Unlike setting up business in other countries, starting operations in Vietnam is quite complex for foreign business owners.
Vietnamese business set up laws and processes are complicated, making it difficult for international companies to set up operations here. Therefore, it is highly recommended for a local company incorporation firm that is experienced and understands the Vietnamese company setup laws to assist you with the incorporation process.
If you’re an international entrepreneur thinking of setting up business in Vietnam, then here’s a quick overview of the business setup process:
In Vietnam, international business owners are allowed to both, own and operate their firms, either through direct or indirect foreign investment.
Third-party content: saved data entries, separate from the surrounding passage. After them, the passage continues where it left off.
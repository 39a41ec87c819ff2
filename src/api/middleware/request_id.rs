use axum::{extract::Request, http::HeaderValue, middleware::Next, response::Response};
use uuid::Uuid;

pub const REQUEST_ID_HEADER: &str = "x-request-id";

/// Tags each request with an id (the caller's, or a fresh UUID) so that the
/// trace span and the response carry the same value.
pub async fn request_id_middleware(mut req: Request, next: Next) -> Response {
    let request_id = req
        .headers()
        .get(REQUEST_ID_HEADER)
        .cloned()
        .unwrap_or_else(fresh_request_id);

    req.headers_mut()
        .insert(REQUEST_ID_HEADER, request_id.clone());

    let mut response = next.run(req).await;
    response.headers_mut().insert(REQUEST_ID_HEADER, request_id);
    response
}

fn fresh_request_id() -> HeaderValue {
    // A hyphenated UUID is always a valid header value.
    HeaderValue::from_str(&Uuid::new_v4().to_string())
        .unwrap_or_else(|_| HeaderValue::from_static("unknown"))
}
Indirect investment refers to buying shares in the Vietnamese firms while firms that are either wholly foreign-owned or joint business ventures with local business owners are categorised as direct foreign investments.
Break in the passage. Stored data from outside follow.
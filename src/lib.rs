pub mod api;
pub mod config;
pub mod infrastructure;
pub mod services;
pub mod utils;

use crate::config::RelayConfig;
use crate::services::media_hosting::MediaHost;
use crate::services::object_store::ObjectStore;
use crate::services::staging::StagingArea;
use axum::{
    Router,
    http::{HeaderName, HeaderValue, header},
    routing::post,
};
use std::sync::Arc;
use tokio::sync::Semaphore;
use tower_http::set_header::SetResponseHeaderLayer;

#[derive(Clone)]
pub struct AppState {
    pub staging: Arc<StagingArea>,
    pub object_store: Arc<dyn ObjectStore>,
    pub media_host: Arc<dyn MediaHost>,
    pub upload_permits: Arc<Semaphore>,
    pub config: RelayConfig,
}

impl AppState {
    pub fn new(
        staging: StagingArea,
        object_store: Arc<dyn ObjectStore>,
        media_host: Arc<dyn MediaHost>,
        config: RelayConfig,
    ) -> Self {
        Self {
            staging: Arc::new(staging),
            object_store,
            media_host,
            upload_permits: Arc::new(Semaphore::new(config.max_concurrent_uploads)),
            config,
        }
    }
}

/// Headers attached to every response, including errors and preflights.
pub const RESPONSE_HEADERS: [(HeaderName, &str); 4] = [
    (header::CONTENT_TYPE, "application/json"),
    (header::ACCESS_CONTROL_ALLOW_ORIGIN, "*"),
    (header::ACCESS_CONTROL_ALLOW_METHODS, "OPTIONS, POST, GET"),
    (header::ACCESS_CONTROL_MAX_AGE, "2592000"),
];

/// Largest accepted request body: the file itself plus room for the
/// multipart framing around it.
pub fn request_body_limit(max_file_size: usize) -> usize {
    max_file_size.saturating_add(10 * 1024 * 1024)
}

pub fn create_app(state: AppState) -> Router {
    let body_limit = request_body_limit(state.config.max_file_size);

    let mut app = Router::new()
        .route(
            "/upload",
            post(api::handlers::upload_file)
                .options(api::handlers::preflight)
                .fallback(api::handlers::fallback),
        )
        .fallback(api::handlers::fallback)
        .layer(axum::extract::DefaultBodyLimit::max(body_limit));

    for (name, value) in RESPONSE_HEADERS {
        app = app.layer(SetResponseHeaderLayer::overriding(
            name,
            HeaderValue::from_static(value),
        ));
    }

    app.with_state(state)
}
Determining Your Business Structure
To set up a business in Vietnam, determine your business structure first. In Vietnam, there are 3 business structures available, which are (1) 100% foreign owned enterprise; (2) Joint-venture enterprise, and 3) Business cooperative owned and controlled by those who use the services
Vietnamese government only encourages foreign investments in specific sectors like:
- Items that are produced and manufactured for export purposes
- Where technology and modern manufacturing methods & techniques are applied
- Raw material processing
- Efficient use of natural resources
- Construction of establishments for industrial production and infrastructure facilities
Both local and foreign investor are not allowed to set up operations that may in any way have adverse effects on the Vietnamese:
- National security and defense
- Historical and cultural preservation
- Traditions and customs
- Its natural environment
As a foreign investor, you must provide the following legal documents to establish operations in Vietnam:
- Valid ID card or passport
- Papers that prove financial solvency
- Firm incorporation certificate
- Firm charter/articles of association
- Audited business financial statements for the past year
To transfer money into Vietnam, it should either be deposited in a Vietnamese based bank account for foreign currency or converted into Dong. Foreign investor operating in Vietnam must abide by and understand the significant restrictions that govern to the money movement in the country.
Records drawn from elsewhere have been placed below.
use hover::control::LqrDesign;
use hover::{design_lqr, LinearModel, LqrWeights, NullObserver, PhysicalParams, State};

/// Canonical quadrotor: Ixx = Iyy = 0.0221, Izz = 0.0366, mass = 1.0.
pub fn canonical_params() -> PhysicalParams {
    PhysicalParams::default()
}

pub fn canonical_design() -> (LinearModel, LqrDesign) {
    let model = LinearModel::from_params(&canonical_params());
    let design = design_lqr(&model, &LqrWeights::default(), &NullObserver)
        .expect("canonical design must succeed");
    (model, design)
}

/// Hover state displaced 1 m along x.
pub fn offset_initial_state() -> State {
    let mut state = State::zeros();
    state[0] = 1.0;
    state
}

/// Position error norm at one trajectory index.
pub fn position_error(error: &State) -> f64 {
    error.fixed_rows::<3>(0).norm()
}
Also, money can only be transferred from the country if it falls under one of the following categories:
- Payments for imports
- Payments for investment capital earnings
- Payment of the interest or principal on off shore credits or loans.
Vietnam has become one of the top places for business expansion and investment among US investors and exporters alike for all the right reasons. Ranked among the fastest emerging markets, Vietnam has one of the highest economic growth rates worldwide, increasing rapidly at an average rate of 7.2% annually. The country is also experiencing amazing industrial production growth. In fact, in the last decade, the average industrial production was approximately 12% per year. All this has contributed to the country’s high GDP growth of about 6.7%.
Other factors that have made many choose Vietnam as a top location for setting up business operations are: The US FDI flow in Vietnam. In 2009, the US FDI in Vietnam was about $524 million, soaring up by 10.8% from last year; The good infrastructure is another factor that has made Vietnam appealing for US firms to setup their operations here.